Armrests, my friend—those tiny barriers every 18 inches along a bench. They divide you into singles, preventing the horizontal sprawl that transforms a seat into a second bedroom. And consider using materials that are uncomfortable for prolonged stillness: polished stone stays cool, metal warms in sun but never cradles. Ever tried napping on a steel mesh grid? Neither have I—and that’s the point.
Now, how about surfaces that actively discourage? Install planter edges that are too narrow to sit on but wide enough for a quick lean. Use landscape boulders with sharp, irregular textures—natural stone demands respect. And those long, inviting steps? Break them up with planters or decorative barriers, so no single surface offers a full lounge zone.
Lighting also plays its part. Overhead fixtures that glare at night or highlight every pocket-checking activity—these make loiterers feel watched, not welcome. But do not be harsh; instead, use gentle, timed lights that shift color temperature gradually, creating an unspoken schedule: “Move along, the mood is changing.”
Finally, plant selection.

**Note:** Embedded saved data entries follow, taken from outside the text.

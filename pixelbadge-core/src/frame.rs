//! 64-pixel frame buffer
//!
//! Index layout is row-major: `row * 8 + col`, matching the serpentine-free
//! wiring of the matrix. The frame does no colour math of its own; callers
//! hand it final (already dimmed) colours.

use crate::color::Rgb;
use crate::traits::LedMatrix;

/// Width and height of the matrix
pub const MATRIX_SIZE: usize = 8;

/// Total pixel count
pub const PIXEL_COUNT: usize = MATRIX_SIZE * MATRIX_SIZE;

#[derive(Debug, Clone, PartialEq, Eq)]
#[cfg_attr(feature = "defmt", derive(defmt::Format))]
pub struct Frame {
    pixels: [Rgb; PIXEL_COUNT],
}

impl Default for Frame {
    fn default() -> Self {
        Self::new()
    }
}

impl Frame {
    pub const fn new() -> Self {
        Self {
            pixels: [Rgb::BLACK; PIXEL_COUNT],
        }
    }

    fn index(row: i16, col: i16) -> Option<usize> {
        let size = MATRIX_SIZE as i16;
        if (0..size).contains(&row) && (0..size).contains(&col) {
            Some(row as usize * MATRIX_SIZE + col as usize)
        } else {
            None
        }
    }

    /// Set one pixel; coordinates outside the matrix are ignored
    pub fn set_pixel(&mut self, row: i16, col: i16, color: Rgb) {
        if let Some(i) = Self::index(row, col) {
            self.pixels[i] = color;
        }
    }

    /// Read one pixel; coordinates outside the matrix read as black
    pub fn pixel(&self, row: i16, col: i16) -> Rgb {
        Self::index(row, col)
            .map(|i| self.pixels[i])
            .unwrap_or(Rgb::BLACK)
    }

    pub fn fill(&mut self, color: Rgb) {
        self.pixels = [color; PIXEL_COUNT];
    }

    pub fn clear(&mut self) {
        self.fill(Rgb::BLACK);
    }

    pub fn pixels(&self) -> &[Rgb; PIXEL_COUNT] {
        &self.pixels
    }

    /// Number of non-black pixels
    pub fn lit_count(&self) -> usize {
        self.pixels.iter().filter(|p| **p != Rgb::BLACK).count()
    }

    /// Push the buffer to the LED driver
    pub fn flush<M: LedMatrix + ?Sized>(&self, matrix: &mut M) {
        matrix.write(&self.pixels);
    }
}

#[cfg(test)]
mod tests {
    use super::*;

    struct Capture(Option<[Rgb; PIXEL_COUNT]>);

    impl LedMatrix for Capture {
        fn write(&mut self, pixels: &[Rgb; PIXEL_COUNT]) {
            self.0 = Some(*pixels);
        }
    }

    #[test]
    fn test_row_major_indexing() {
        let mut frame = Frame::new();
        frame.set_pixel(1, 2, Rgb::RED);
        assert_eq!(frame.pixels()[10], Rgb::RED);
        assert_eq!(frame.pixel(1, 2), Rgb::RED);
        assert_eq!(frame.lit_count(), 1);
    }

    #[test]
    fn test_out_of_range_ignored() {
        let mut frame = Frame::new();
        frame.set_pixel(-1, 0, Rgb::RED);
        frame.set_pixel(8, 0, Rgb::RED);
        frame.set_pixel(0, 8, Rgb::RED);
        assert_eq!(frame.lit_count(), 0);
        assert_eq!(frame.pixel(9, 9), Rgb::BLACK);
    }

    #[test]
    fn test_flush_writes_buffer() {
        let mut frame = Frame::new();
        frame.fill(Rgb::BLUE);
        let mut capture = Capture(None);
        frame.flush(&mut capture);
        assert_eq!(capture.0, Some([Rgb::BLUE; PIXEL_COUNT]));

        frame.clear();
        assert_eq!(frame.lit_count(), 0);
    }
}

Nod to the nose, not the posterior. Lavender, rosemary, or other fragrant shrubs release oils that stain clothing if one sits too long—nature’s own discouragement. Place them along the base of seating areas, so every shift is an aromatic reminder: “This is a place for passing, not dwelling.”
Remember, dear square, your purpose is movement and assembly, not permanent settlements. With thoughtful furnishings—benches that hug but don’t hold, surfaces that support but don’t spoil—you will become a dancer in the public life, inviting connection without fostering inertia. Leave the loitering to those old, forgotten plazas with broken chairs and soft concrete. You are better than that. You are a square with intentions.